→ **Information shown**:
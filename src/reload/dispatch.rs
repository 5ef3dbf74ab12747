//! Change event dispatch onto a bounded worker pool.

use std::sync::Arc;
use tokio::sync::{broadcast, mpsc, Semaphore};
use tokio::task::JoinSet;

use crate::domain::ChangeEvent;
use crate::observability::metrics;
use crate::reload::coordinator::ReloadCoordinator;

/// Drains the watcher's event queue and hands events to the coordinator.
pub struct ReloadDispatcher {
    events: mpsc::Receiver<ChangeEvent>,
    coordinator: Arc<ReloadCoordinator>,
    workers: Arc<Semaphore>,
}

impl ReloadDispatcher {
    pub fn new(
        events: mpsc::Receiver<ChangeEvent>,
        coordinator: Arc<ReloadCoordinator>,
        workers: usize,
    ) -> Self {
        Self {
            events,
            coordinator,
            workers: Arc::new(Semaphore::new(workers.max(1))),
        }
    }

    /// Run until shutdown or until every event sender is gone, then wait for
    /// in-flight reloads to finish.
    pub async fn run(mut self, mut shutdown: broadcast::Receiver<()>) {
        tracing::info!(workers = self.workers.available_permits(), "Reload dispatcher starting");
        let mut in_flight = JoinSet::new();

        'dispatch: loop {
            tokio::select! {
                event = self.events.recv() => {
                    let Some(event) = event else {
                        tracing::debug!("Change event queue closed");
                        break;
                    };
                    metrics::record_change_event(event.domain, event.origin);

                    // Backpressure: stop pulling events while every worker is busy.
                    let permit = tokio::select! {
                        permit = self.workers.clone().acquire_owned() => match permit {
                            Ok(permit) => permit,
                            Err(_) => break 'dispatch,
                        },
                        _ = shutdown.recv() => break 'dispatch,
                    };

                    let coordinator = self.coordinator.clone();
                    in_flight.spawn(async move {
                        let _permit = permit;
                        coordinator.handle(event).await
                    });
                }
                Some(joined) = in_flight.join_next(), if !in_flight.is_empty() => {
                    if let Err(e) = joined {
                        tracing::error!(error = %e, "Reload task failed");
                    }
                }
                _ = shutdown.recv() => {
                    tracing::info!("Reload dispatcher received shutdown signal, exiting loop");
                    break;
                }
            }
        }

        let pending = in_flight.len();
        if pending > 0 {
            tracing::info!(pending, "Waiting for in-flight reloads");
        }
        while let Some(joined) = in_flight.join_next().await {
            if let Err(e) = joined {
                tracing::error!(error = %e, "Reload task failed");
            }
        }
        tracing::info!("Reload dispatcher stopped");
    }
}

#[cfg(test)]
mod tests {
    use super::*;
    use crate::broadcast::{ChangeBroadcaster, NoopChannel};
    use crate::config::BroadcastConfig;
    use crate::domain::{ChangeOrigin, ConfigLoader, Domain};
    use crate::lifecycle::Shutdown;
    use crate::source::MemorySource;
    use crate::store::SnapshotStore;
    use std::time::Duration;

    #[tokio::test]
    async fn test_events_reach_store_and_shutdown_drains() {
        let source = Arc::new(MemorySource::new());
        source.put(Domain::App, "{}");
        source.put(Domain::Ui, "{}");
        let store = Arc::new(SnapshotStore::new());
        let broadcaster = Arc::new(ChangeBroadcaster::new(
            Arc::new(NoopChannel),
            &BroadcastConfig::default(),
        ));
        let coordinator = Arc::new(ReloadCoordinator::new(
            source,
            ConfigLoader::new(),
            store.clone(),
            broadcaster.clone(),
            Duration::from_secs(2),
        ));
        let mut changes = broadcaster.subscribe();

        let (tx, rx) = mpsc::channel(8);
        let shutdown = Shutdown::new();
        let dispatcher = ReloadDispatcher::new(rx, coordinator, 2);
        let handle = tokio::spawn(dispatcher.run(shutdown.subscribe()));

        tx.send(ChangeEvent::new(Domain::App, ChangeOrigin::Poll)).await.unwrap();
        tx.send(ChangeEvent::new(Domain::Ui, ChangeOrigin::Push)).await.unwrap();

        let mut seen = vec![
            changes.recv().await.unwrap().domain,
            changes.recv().await.unwrap().domain,
        ];
        seen.sort();
        assert_eq!(seen, vec![Domain::App, Domain::Ui]);
        assert!(store.read(Domain::App).is_ok());

        shutdown.trigger();
        tokio::time::timeout(Duration::from_secs(2), handle)
            .await
            .expect("dispatcher did not stop")
            .unwrap();
    }
}
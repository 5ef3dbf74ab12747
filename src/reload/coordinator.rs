//! Per-domain reload state machine.
//!
//! # States
//! - Idle: no reload running for the domain
//! - Reloading: one pass in flight
//! - Pending: a pass is in flight and another change arrived meanwhile
//!
//! # State Transitions
//! ```text
//! Idle      → Reloading: change event accepted
//! Reloading → Pending:   change event while a pass runs (coalesced)
//! Pending   → Pending:   further change events (coalesced)
//! Reloading → Idle:      pass finished, nothing new arrived
//! Pending   → Reloading: pass finished, run exactly one more pass
//! ```

use std::sync::atomic::{AtomicU64, AtomicU8, Ordering};
use std::sync::Arc;
use std::time::Duration;
use tokio::sync::watch;

use crate::broadcast::ChangeBroadcaster;
use crate::domain::{ChangeEvent, ConfigError, ConfigLoader, Domain, Snapshot};
use crate::observability::metrics;
use crate::reload::status::{ReloadOutcome, ReloadStatus};
use crate::source::{self, SourceAccessor};
use crate::store::SnapshotStore;

/// Reload state of one domain.
#[repr(u8)]
#[derive(Debug, Clone, Copy, PartialEq, Eq)]
pub enum ReloadState {
    Idle = 0,
    Reloading = 1,
    Pending = 2,
}

impl From<u8> for ReloadState {
    fn from(val: u8) -> Self {
        match val {
            1 => ReloadState::Reloading,
            2 => ReloadState::Pending,
            _ => ReloadState::Idle,
        }
    }
}

/// Final status of a `handle` call, tagged with the generation of its last pass.
type Completion = Option<(u64, ReloadStatus)>;

struct DomainSlot {
    state: AtomicU8,
    /// Number of passes started so far.
    generation: AtomicU64,
    /// Latest completion, for callers that were coalesced.
    completed: watch::Sender<Completion>,
}

impl DomainSlot {
    fn new() -> Self {
        Self {
            state: AtomicU8::new(ReloadState::Idle as u8),
            generation: AtomicU64::new(0),
            completed: watch::channel(None).0,
        }
    }

    fn generation(&self) -> u64 {
        self.generation.load(Ordering::Acquire)
    }

    /// Claim the generation of a pass about to read the source.
    fn next_pass(&self) -> u64 {
        self.generation.fetch_add(1, Ordering::AcqRel) + 1
    }

    /// Publish a completion unless a later pass already completed.
    fn complete(&self, generation: u64, status: &ReloadStatus) {
        self.completed.send_if_modified(|last| match last {
            Some((seen, _)) if *seen >= generation => false,
            _ => {
                *last = Some((generation, status.clone()));
                true
            }
        });
    }

    /// Wait for a completion whose last pass started after generation `after`.
    async fn completed_after(
        &self,
        mut completed: watch::Receiver<Completion>,
        after: u64,
    ) -> Option<ReloadStatus> {
        let done = completed
            .wait_for(|c| matches!(c, Some((generation, _)) if *generation > after))
            .await
            .ok()?;
        done.as_ref().map(|(_, status)| status.clone())
    }

    /// Returns true when the caller now owns the reload for this domain.
    fn try_begin(&self) -> bool {
        let mut current = self.state.load(Ordering::Acquire);
        loop {
            let next = match ReloadState::from(current) {
                ReloadState::Idle => ReloadState::Reloading,
                ReloadState::Reloading | ReloadState::Pending => ReloadState::Pending,
            };
            match self.state.compare_exchange_weak(
                current,
                next as u8,
                Ordering::AcqRel,
                Ordering::Acquire,
            ) {
                Ok(_) => return ReloadState::from(current) == ReloadState::Idle,
                Err(actual) => current = actual,
            }
        }
    }

    /// Returns true when the domain went back to Idle; false means another
    /// pass is owed.
    fn try_finish(&self) -> bool {
        match self.state.compare_exchange(
            ReloadState::Reloading as u8,
            ReloadState::Idle as u8,
            Ordering::AcqRel,
            Ordering::Acquire,
        ) {
            Ok(_) => true,
            Err(_) => {
                self.state.store(ReloadState::Reloading as u8, Ordering::Release);
                false
            }
        }
    }
}

/// Turns change events into snapshot publishes.
pub struct ReloadCoordinator {
    source: Arc<dyn SourceAccessor>,
    loader: ConfigLoader,
    store: Arc<SnapshotStore>,
    broadcaster: Arc<ChangeBroadcaster>,
    io_timeout: Duration,
    slots: [DomainSlot; Domain::COUNT],
}

impl ReloadCoordinator {
    pub fn new(
        source: Arc<dyn SourceAccessor>,
        loader: ConfigLoader,
        store: Arc<SnapshotStore>,
        broadcaster: Arc<ChangeBroadcaster>,
        io_timeout: Duration,
    ) -> Self {
        Self {
            source,
            loader,
            store,
            broadcaster,
            io_timeout,
            slots: std::array::from_fn(|_| DomainSlot::new()),
        }
    }

    fn slot(&self, domain: Domain) -> &DomainSlot {
        &self.slots[domain.index()]
    }

    /// Current reload state of a domain.
    pub fn state(&self, domain: Domain) -> ReloadState {
        ReloadState::from(self.slot(domain).state.load(Ordering::Acquire))
    }

    /// Process one change event.
    ///
    /// Returns `Coalesced` immediately if the domain is already reloading;
    /// the running call then performs one extra pass before going Idle.
    pub async fn handle(&self, event: ChangeEvent) -> ReloadStatus {
        let domain = event.domain;
        let slot = self.slot(domain);

        if !slot.try_begin() {
            tracing::debug!(domain = %domain, origin = event.origin.as_str(), "Reload in flight, change coalesced");
            metrics::record_reload(domain, "coalesced");
            return ReloadStatus::Coalesced;
        }

        let mut generation = slot.next_pass();
        let mut status = self.reload_pass(event).await;
        while !slot.try_finish() {
            tracing::debug!(domain = %domain, "Change arrived during reload, running another pass");
            generation = slot.next_pass();
            status = self.reload_pass(event).await;
        }

        slot.complete(generation, &status);
        status
    }

    /// Like `handle`, but when coalesced waits for a reload pass that started
    /// after this call and returns the status of the call that ran it.
    pub async fn handle_and_wait(&self, event: ChangeEvent) -> ReloadStatus {
        let slot = self.slot(event.domain);
        let completed = slot.completed.subscribe();
        let seen = slot.generation();

        match self.handle(event).await {
            ReloadStatus::Coalesced => slot
                .completed_after(completed, seen)
                .await
                .unwrap_or(ReloadStatus::Coalesced),
            status => status,
        }
    }

    async fn reload_pass(&self, event: ChangeEvent) -> ReloadStatus {
        let domain = event.domain;
        let started = std::time::Instant::now();

        let loaded = source::fetch_raw_blocking(self.source.clone(), domain, self.io_timeout)
            .await
            .and_then(|raw| {
                self.loader
                    .load(domain, Some(&raw.bytes))
                    .map(|document| (document, raw.version))
            });

        let (document, version) = match loaded {
            Ok(loaded) => loaded,
            Err(e) => return self.fail(domain, e),
        };

        if let Some(current) = self.store.try_read(domain) {
            if version <= current.source_version {
                tracing::debug!(
                    domain = %domain,
                    version = version.get(),
                    current = current.source_version.get(),
                    "Source version not newer, discarding"
                );
                metrics::record_reload(domain, "unchanged");
                return ReloadStatus::Unchanged;
            }
        }

        let current = Arc::new(Snapshot::new(document, version));
        let previous = self.store.publish(domain, current.clone());
        let outcome = ReloadOutcome {
            domain,
            previous,
            current,
        };

        self.broadcaster.announce(&outcome).await;

        tracing::info!(
            domain = %domain,
            origin = event.origin.as_str(),
            version = version.get(),
            elapsed = ?started.elapsed(),
            "Configuration reloaded"
        );
        metrics::record_reload(domain, "reloaded");
        ReloadStatus::Reloaded(outcome)
    }

    fn fail(&self, domain: Domain, error: ConfigError) -> ReloadStatus {
        tracing::error!(
            domain = %domain,
            error = %error,
            "Failed to reload configuration. Keeping current snapshot."
        );
        metrics::record_reload(domain, error.kind());
        ReloadStatus::Failed(error)
    }
}

#[cfg(test)]
mod tests {
    use super::*;
    use crate::broadcast::NoopChannel;
    use crate::config::BroadcastConfig;
    use crate::domain::SourceVersion;
    use crate::source::MemorySource;

    fn coordinator(source: Arc<MemorySource>) -> (ReloadCoordinator, Arc<SnapshotStore>, Arc<ChangeBroadcaster>) {
        let store = Arc::new(SnapshotStore::new());
        let broadcaster = Arc::new(ChangeBroadcaster::new(
            Arc::new(NoopChannel),
            &BroadcastConfig::default(),
        ));
        let coordinator = ReloadCoordinator::new(
            source,
            ConfigLoader::new(),
            store.clone(),
            broadcaster.clone(),
            Duration::from_secs(2),
        );
        (coordinator, store, broadcaster)
    }

    #[test]
    fn test_state_transitions() {
        let slot = DomainSlot::new();
        assert!(slot.try_begin());
        assert!(!slot.try_begin());
        assert!(!slot.try_begin());
        assert_eq!(ReloadState::from(slot.state.load(Ordering::Acquire)), ReloadState::Pending);

        // pending pass owed once, however many events arrived
        assert!(!slot.try_finish());
        assert!(slot.try_finish());
        assert_eq!(ReloadState::from(slot.state.load(Ordering::Acquire)), ReloadState::Idle);
    }

    #[tokio::test]
    async fn test_coalesced_waiter_skips_completions_of_earlier_passes() {
        let slot = DomainSlot::new();
        let first = slot.next_pass();

        let completed = slot.completed.subscribe();
        let seen = slot.generation();

        // the pass that was already running finishes late
        slot.complete(first, &ReloadStatus::Unchanged);
        let early = tokio::time::timeout(Duration::from_millis(50), slot.completed_after(completed.clone(), seen)).await;
        assert!(early.is_err(), "woke on a pass that began before the call");

        let second = slot.next_pass();
        slot.complete(second, &ReloadStatus::Failed(ConfigError::SourceMissing(Domain::Ui)));
        let status = slot.completed_after(completed, seen).await.unwrap();
        assert!(matches!(status, ReloadStatus::Failed(ConfigError::SourceMissing(Domain::Ui))));
    }

    #[test]
    fn test_late_completion_does_not_replace_newer_one() {
        let slot = DomainSlot::new();
        let older = slot.next_pass();
        let newer = slot.next_pass();

        slot.complete(newer, &ReloadStatus::Unchanged);
        slot.complete(older, &ReloadStatus::Coalesced);

        let latest = slot.completed.borrow();
        assert!(matches!(latest.as_ref(), Some((g, ReloadStatus::Unchanged)) if *g == newer));
    }

    #[tokio::test]
    async fn test_first_reload_publishes() {
        let source = Arc::new(MemorySource::new());
        source.put_versioned(Domain::App, r#"{"system": {"version": "1"}}"#, SourceVersion::new(10));
        let (coordinator, store, broadcaster) = coordinator(source);
        let mut listener = broadcaster.subscribe();

        let status = coordinator.handle(ChangeEvent::forced(Domain::App)).await;

        assert!(status.is_reloaded());
        assert_eq!(store.read(Domain::App).unwrap().source_version, SourceVersion::new(10));
        assert_eq!(listener.recv().await.unwrap().domain, Domain::App);
        assert_eq!(coordinator.state(Domain::App), ReloadState::Idle);
    }

    #[tokio::test]
    async fn test_same_version_is_discarded() {
        let source = Arc::new(MemorySource::new());
        source.put_versioned(Domain::Ui, "{}", SourceVersion::new(5));
        let (coordinator, store, broadcaster) = coordinator(source.clone());
        coordinator.handle(ChangeEvent::forced(Domain::Ui)).await;
        let loaded_at = store.read(Domain::Ui).unwrap().loaded_at;
        let mut listener = broadcaster.subscribe();

        source.put_versioned(Domain::Ui, r#"{"layout": {}}"#, SourceVersion::new(5));
        let status = coordinator.handle(ChangeEvent::forced(Domain::Ui)).await;

        assert!(matches!(status, ReloadStatus::Unchanged));
        let current = store.read(Domain::Ui).unwrap();
        assert_eq!(current.loaded_at, loaded_at);
        assert_eq!(current.document.value(), &serde_json::json!({}));
        assert!(listener.try_recv().is_err());
    }

    #[tokio::test]
    async fn test_parse_failure_keeps_snapshot() {
        let source = Arc::new(MemorySource::new());
        source.put(Domain::Business, r#"{"owner": {"name": "Ana"}}"#);
        let (coordinator, store, _) = coordinator(source.clone());
        coordinator.handle(ChangeEvent::forced(Domain::Business)).await;
        let before = store.read(Domain::Business).unwrap();

        source.put(Domain::Business, "{ not json");
        let status = coordinator.handle(ChangeEvent::forced(Domain::Business)).await;

        assert!(matches!(status, ReloadStatus::Failed(ConfigError::Parse { .. })));
        let after = store.read(Domain::Business).unwrap();
        assert!(Arc::ptr_eq(&before, &after));
        assert_eq!(coordinator.state(Domain::Business), ReloadState::Idle);
    }

    #[tokio::test]
    async fn test_missing_source_reported() {
        let source = Arc::new(MemorySource::new());
        let (coordinator, store, _) = coordinator(source);

        let status = coordinator.handle(ChangeEvent::forced(Domain::FeatureFlags)).await;

        assert!(matches!(
            status,
            ReloadStatus::Failed(ConfigError::SourceMissing(Domain::FeatureFlags))
        ));
        assert!(store.read(Domain::FeatureFlags).is_err());
    }
}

→ **Exercise details**:
Each line above that contains the word "Ordering" should be copied.

→ **Response**:
use std::sync::atomic::{AtomicU64, AtomicU8, Ordering};
        self.generation.load(Ordering::Acquire)
        self.generation.fetch_add(1, Ordering::AcqRel) + 1
        let mut current = self.state.load(Ordering::Acquire);
                Ordering::AcqRel,
                Ordering::Acquire,
            Ordering::AcqRel,
            Ordering::Acquire,
                self.state.store(ReloadState::Reloading as u8, Ordering::Release);
        ReloadState::from(self.slot(domain).state.load(Ordering::Acquire))
        assert_eq!(ReloadState::from(slot.state.load(Ordering::Acquire)), ReloadState::Pending);
        assert_eq!(ReloadState::from(slot.state.load(Ordering::Acquire)), ReloadState::Idle);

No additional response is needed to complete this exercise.